Chronic liver disease is associated with inflammatory cell infiltration, cytokine production, and liver cell death. Persistent hepatocyte death impairs hepatocyte regeneration accompanied with excessive production of extracellular matrix proteins causing liver fibrosis. Kupffer cells, resident tissue macrophages of the liver, function as both a promoter and a protector against liver injury. Lipopolysaccharide activates Kupffer cells and induces liver injury and inhibition of Kupffer cells prevents liver injury.1 In addition, inhibition of Kupffer cell activation prevents liver injury induced by melphalan2 and fumonisin B1.3 In contrast, reduced Kupffer cell activity augments some kinds of liver injuries, such as hepatectomy- or acetaminophen-induced liver injury.4, 5 Activated Kupffer cells release various types of inflammatory cytokines and growth factors,6 and these mediators are thought to regulate liver injury and regeneration. Especially, tumor necrosis factor alpha (TNF-α) from activated Kupffer cells plays a major role in the pathogenesis of various liver injuries.7, 8 Cholestasis is associated with many liver diseases. Bile duct ligation (BDL) causes hepatocyte damage, hepatic stellate cell (HSC) activation, and liver fibrosis accompanied by Kupffer cell activation leading to the production of a variety of cytokines and chemokines that are involved in liver damage and fibrosis.9–11 Because these features are similar to human cholestatic diseases, common BDL has been used as an animal model of chronic liver disease. However, in this model, common bile duct ligation causes total bile acid reflux to damage whole liver, and the animals show high mortality due to liver failure. We have previously established a partial BDL (PBDL) model, in which animals showed a typical liver injury only in the BDL lobes but no damage in the nonligated lobes with viable liver functions. In this study we examined the role of Kupffer cells in chronic liver injury using the PBDL model.

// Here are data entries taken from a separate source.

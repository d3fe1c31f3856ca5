use core::fmt::{Display, Formatter};
use derive_more::From;

#[derive(Debug, Copy, Clone, Eq, PartialEq, Ord, PartialOrd, Hash, From)]
pub struct MacAddr([u8; 6]);

impl Display for MacAddr {
    fn fmt(&self, f: &mut Formatter<'_>) -> core::fmt::Result {
        write!(
            f,
            "{:02X}:{:02X}:{:02X}:{:02X}:{:02X}:{:02X}",
            self.0[0], self.0[1], self.0[2], self.0[3], self.0[4], self.0[5]
        )
    }
}

impl MacAddr {
    pub const BROADCAST: Self = Self([0xFF; 6]);

    pub const fn new(bytes: [u8; 6]) -> Self {
        Self(bytes)
    }

    pub fn octets(&self) -> &[u8; 6] {
        &self.0
    }

    pub fn is_broadcast(&self) -> bool {
        self == &Self::BROADCAST
    }
}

Acid sphingomyelinase (ASMase) hydrolyses sphingomyelin into ceramide and phosphorylcholine and is involved in various cell functions. Ceramide has been identified as a bioactive mediator of various cellular functions.12 In addition, roles for sphingomyelin and ceramide in membrane lipid rafts have been reported,13 which is related with transmitting signals across the plasma membrane. In macrophages, ASMase contributes to cytokine and chemokine release. Its inhibitor, sphingomyeline difluoromethylene analogue-7 (SMA-7), suppressed lipopolysaccharide-induced releases of TNF-α, interleukin (IL)-1β, and IL-6 from macrophages, and it reduces the severity of inflammatory bowel disease induced by dextran sodium sulfate.14 In contrast, production of macrophage inflammatory protein-1α and -2 is increased in ASMase-deficient macrophages.15 In addition, ASMase-deficient macrophage is impaired in killing bacteria.16 Thus, ASMase contributes to various immunoresponses. In liver damage, although deficiency of ASMase leads to resistance to hepatocyte cell death induced by TNF-α,17, 18 the role of ASMase in Kupffer cells remains unclear.

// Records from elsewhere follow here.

use alloc::alloc::Global;
use core::ptr::NonNull;

use acpi::{AcpiHandler, AcpiTables, InterruptModel, PhysicalMapping, PlatformInfo};
use log::error;
use x86_64::PhysAddr;

use crate::error::KernelError;
use crate::limine::RSDP_REQUEST;
use crate::mem::map_mmio;
use crate::Result;

/// Parses the ACPI tables Limine handed us the RSDP for and returns the
/// platform's interrupt model. The design has no non-APIC support (§4.4a),
/// so the caller treats anything but `InterruptModel::Apic` as fatal.
pub fn init() -> Result<InterruptModel<Global>> {
    let rsdp = RSDP_REQUEST
        .get_response()
        .expect("limine did not answer the RSDP request")
        .address() as usize;

    let tables = unsafe { AcpiTables::from_rsdp(KernelAcpi, rsdp) }.map_err(|e| {
        error!("acpi: failed to parse tables: {:#?}", e);
        KernelError::ProtocolError
    })?;
    let platform_info = PlatformInfo::new(&tables).map_err(|e| {
        error!("acpi: failed to build platform info: {:#?}", e);
        KernelError::ProtocolError
    })?;

    Ok(platform_info.interrupt_model)
}

/// Maps every ACPI table region through the ordinary MMIO window. Regions
/// are never unmapped — ACPI tables are read once during boot and the
/// address space is never reclaimed.
#[derive(Clone, Debug)]
pub struct KernelAcpi;

impl AcpiHandler for KernelAcpi {
    unsafe fn map_physical_region<T>(
        &self,
        physical_address: usize,
        size: usize,
    ) -> PhysicalMapping<Self, T> {
        let virt = map_mmio(PhysAddr::new(physical_address as u64), size as u64);
        PhysicalMapping::new(
            physical_address,
            NonNull::new(virt.as_mut_ptr()).unwrap(),
            size,
            size,
            self.clone(),
        )
    }

    fn unmap_physical_region<T>(_region: &PhysicalMapping<Self, T>) {}
}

In this study we assessed the roles of Kupffer cells and ASMase during chronic liver injury using PBDL mice. We found that Kupffer cells reduce liver damage, and induce hepatocyte survival and regeneration, and fibrosis. The protective and regenerative effects require AKT in hepatocytes by way of ASMase in Kupffer cells.

Abbreviations

α-SMA, alpha smooth muscle actin; Ale-lip, liposome-encapsulated alendronate; ASMase, acid sphingomyelinase; BDL, bile duct ligation; DN, dominant negative; GalN, D-galactosamine; GSK, glycogen synthase kinase; HSC, hepatic stellate cell; PBDL, partial BDL; TNF-α, tumor necrosis factor alpha; TUNEL, terminal deoxynucleotidyl transferase nick end-labeling.

Materials and Methods

Animals and PBDL.

ASMase knockout mice (ASMase−/−) (C57Bl/6 background)18 were bred for studies. Eight-week-old male wildtype C57Bl/6J mice were obtained from Japan SLC (Japan). The left hepatic duct was ligated for PBDL as reported.19 The animals were fasted for 12 hours before sacrifice at 10 days after the surgery. As necessary, hepatocyte apoptosis was induced by mouse TNF-α (R&D Systems, Minneapolis, MN) (0.5 μg/mouse intravenously) with D-galactosamine (GalN) (Nacalai Tesque, Japan) (20 mg/mouse intraperitoneally) 10 days after the PBDL20 and the animals were killed 6 hours after TNF-α administration. All procedures were approved by the Institutional Animal Care Committee of Gifu University.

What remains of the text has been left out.